ENCUENTRO DIOCESANO DE JÓVENES

(Catedral-Málaga, 14 abril 2013)

Lecturas: Hch 5,27b-32.40b-41; Sal 29,2-13; Ap 5,11-14; Jn 21,1-19.

(Domingo de Pascua III – C)

1.- El Encuentro diocesano juvenil que estamos celebrando en este tercer domingo de Pascua está enmarcado en el Año de la Fe. El título de este encuentro es “Por los caminos de la fe”. Simbólicamente habéis caminado por las calles de Málaga, viviendo, reviviendo y profundizando la fe que la Iglesia nos ha regalado.

En síntesis: la fe se cree, se vive y se celebra. La fe creída tiene un contenido: lo que creemos, las verdades reveladas que creemos. En esa profesión de la fe, en esa fe creída, en esa fe revelada que aceptamos, ¿cuál es el misterio más importante? El Misterio de la Santísima Trinidad; un misterio insondable. El Misterio de las tres personas: Padre, Hijo y Espíritu Santo. Esto es el núcleo del contenido de la fe. Lo revelado del Padre, porque nos lo revela el Hijo; la manifestación del Hijo y la revelación sobrenatural del Espíritu Santo.

2.- Para continuar haciendo síntesis de nuestra fe. Respecto a lo que sabemos del Padre, ¿qué somos nosotros? Cada uno de vosotros, respecto a Dios Padre, ¿qué es? ¿Qué relación hay? Somos hijos. Dios Padre en el bautismo nos adopta, porque no somos hijos al modo de Jesús; somos adoptados como hijos. Ahí hay que poner todo lo que significa la paternidad de Dios, su bondad, su misericordia, su fuerza creadora, su omnipotencia…

Respecto al Padre somos hijos. Respecto al Hijo, ¿qué somos? Hermanos. En el bautismo somos hechos hermanos en el Hijo; por tanto, hermanos entre todos los hombres.

Y respecto al Espíritu Santo, ¿qué somos? ¡Difícil respuesta! Respecto al Espíritu Santo, ¿qué somos? Somos templos; somos templos del Espíritu Santo. Lo dice la Sagrada Escritura “sois templos del Espíritu” (cf. 1 Co 3,16), porque el Espíritu inhabita dentro de nosotros. Somos receptáculos, como María, del Espíritu y de sus dones. Somos como Ella, arcas de la nueva alianza, porque Ella engendró en su seno al Hijo de Dios. Nosotros no llegamos ahí, pero aceptamos los dones del Espíritu para que nos trasforme. Somos, pues, templos del Espíritu.

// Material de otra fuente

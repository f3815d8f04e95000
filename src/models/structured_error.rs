use serde::{Deserialize, Serialize};

/// Error payload persisted on stream, data unit, run and webhook rows.
/// Keys are camelCase because downstream readers consume the JSON directly.
#[derive(Debug, Clone, PartialEq, Serialize, Deserialize)]
#[serde(rename_all = "camelCase")]
pub struct StructuredError {
    pub location: String,
    pub message: String,
    #[serde(default, skip_serializing_if = "Option::is_none")]
    pub metadata: Option<serde_json::Value>,
    #[serde(default, skip_serializing_if = "Option::is_none")]
    pub error_message: Option<String>,
    #[serde(default, skip_serializing_if = "Option::is_none")]
    pub error_stack: Option<String>,
    #[serde(default, skip_serializing_if = "Option::is_none")]
    pub error_code: Option<String>,
}

impl StructuredError {
    pub fn new(location: impl Into<String>, message: impl Into<String>) -> Self {
        Self {
            location: location.into(),
            message: message.into(),
            metadata: None,
            error_message: None,
            error_stack: None,
            error_code: None,
        }
    }

    pub fn with_metadata(mut self, metadata: Option<serde_json::Value>) -> Self {
        self.metadata = metadata;
        self
    }

    pub fn with_error_message(mut self, error_message: impl Into<String>) -> Self {
        self.error_message = Some(error_message.into());
        self
    }

    pub fn with_error_stack(mut self, error_stack: Option<String>) -> Self {
        self.error_stack = error_stack;
        self
    }

    pub fn with_code(mut self, code: impl Into<String>) -> Self {
        self.error_code = Some(code.into());
        self
    }

    pub fn to_json(&self) -> serde_json::Value {
        // Serializing plain strings and JSON values cannot fail
        serde_json::to_value(self).unwrap_or(serde_json::Value::Null)
    }
}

Esta sería la síntesis de la fe creída. Creemos en Dios Padre Creador, en Dios Hijo Redentor, y en Dios Espíritu Santo que nos santifica. Somos hijos del Padre, hermanos en el Hijo y templos del Espíritu.

3.- Pero, ¿la fe es solamente saber cosas o algo más? ¿Cuenta algo el corazón? ¿Cuenta algo la confianza?

¿Según el texto que hemos escuchado hoy del evangelista san Juan, qué pasó junto al lago de Tiberíades? Sabéis que esta semana he ido con un grupo de peregrinos a Tierra Santa y hemos estado precisamente en el lago donde ocurrió lo que hemos escuchado.

El Apóstol Pedro invita a otros apóstoles y discípulos a ir con él a pescar y se pasan toda la noche trabajando, pero no pescaron nada. Jesús se les aparece en la orilla del lago, al amanecer, y les pregunta si tenían pescado. Le responden que no habían pescado nada. Entonces Jesús les dice: «Echad la red a la derecha de la barca y encontraréis. La echaron, y no podían sacarla, por la multitud de peces» (Jn 21,6).

Fijaros: a estos técnicos y buenos pescadores nos le valieron en una noche de pesca ni sus redes, ni su barca, ni sus técnicas, ni su saber, ni su experiencia. No les valió nada. ¿Por qué hicieron una redada de peces grandes? ¿Por su pericia? Sencillamente porque se fiaron de Dios; se fiaron de Jesús. Porque el corazón les decía que tenían que hacerle caso.

4.- Por lo tanto, la fe creída tiene dos aspectos: una de conocimiento (aspecto noético); y otra de confianza, que toca el corazón. ¿Cómo se expresaríamos con un gesto la fe creída? La mano derecha en la frente y la otra en el corazón. Esto es fe creída, las dos cosas. Hacemos el gesto todos juntos y decimos: “Fe creída” (poniendo nuestra mano derecha en la frente y la izquierda en el corazón).

Respecto a la fe vivida. ¿Qué les ocurrió a los apóstoles y a los discípulos, según narra el libro de los Hechos, que hemos escuchado? Los apóstoles hablaban de Jesús que había resucitado y las autoridades les habían prohibido hablar de ese Nombre (cf. Hch 5,28). No podían mentar ese Nombre; no podían hablar de Jesús bajo pena de ser azotados, encarcelados, multados o, incluso, asesinados (cf. Hch 5,40).

¿Los apóstoles se callaron? No. Siguieron pregonando el nombre de Cristo resucitado. Siguieron proclamando la Buena Noticia (cf. Hch 5,29-32). Y las autoridades les llamaron y les recordaron que les habían prohibido hablar de Jesús; en cambio ellos habían ido por toda la ciudad hablando de ese hombre. Entonces, recibieron azotes, fueron encarcelados y cuando les soltaron, dice el texto que «salieron del Sanedrín contentos de haber merecido aquel ultraje por el Nombre» (Hch 5,41).

5.- La fe hay que vivirla, no se puede esconder, hay que proclamarla, hay que manifestarla, hay que darla a conocer. Vosotros lo habéis hecho, también hoy, en la calle.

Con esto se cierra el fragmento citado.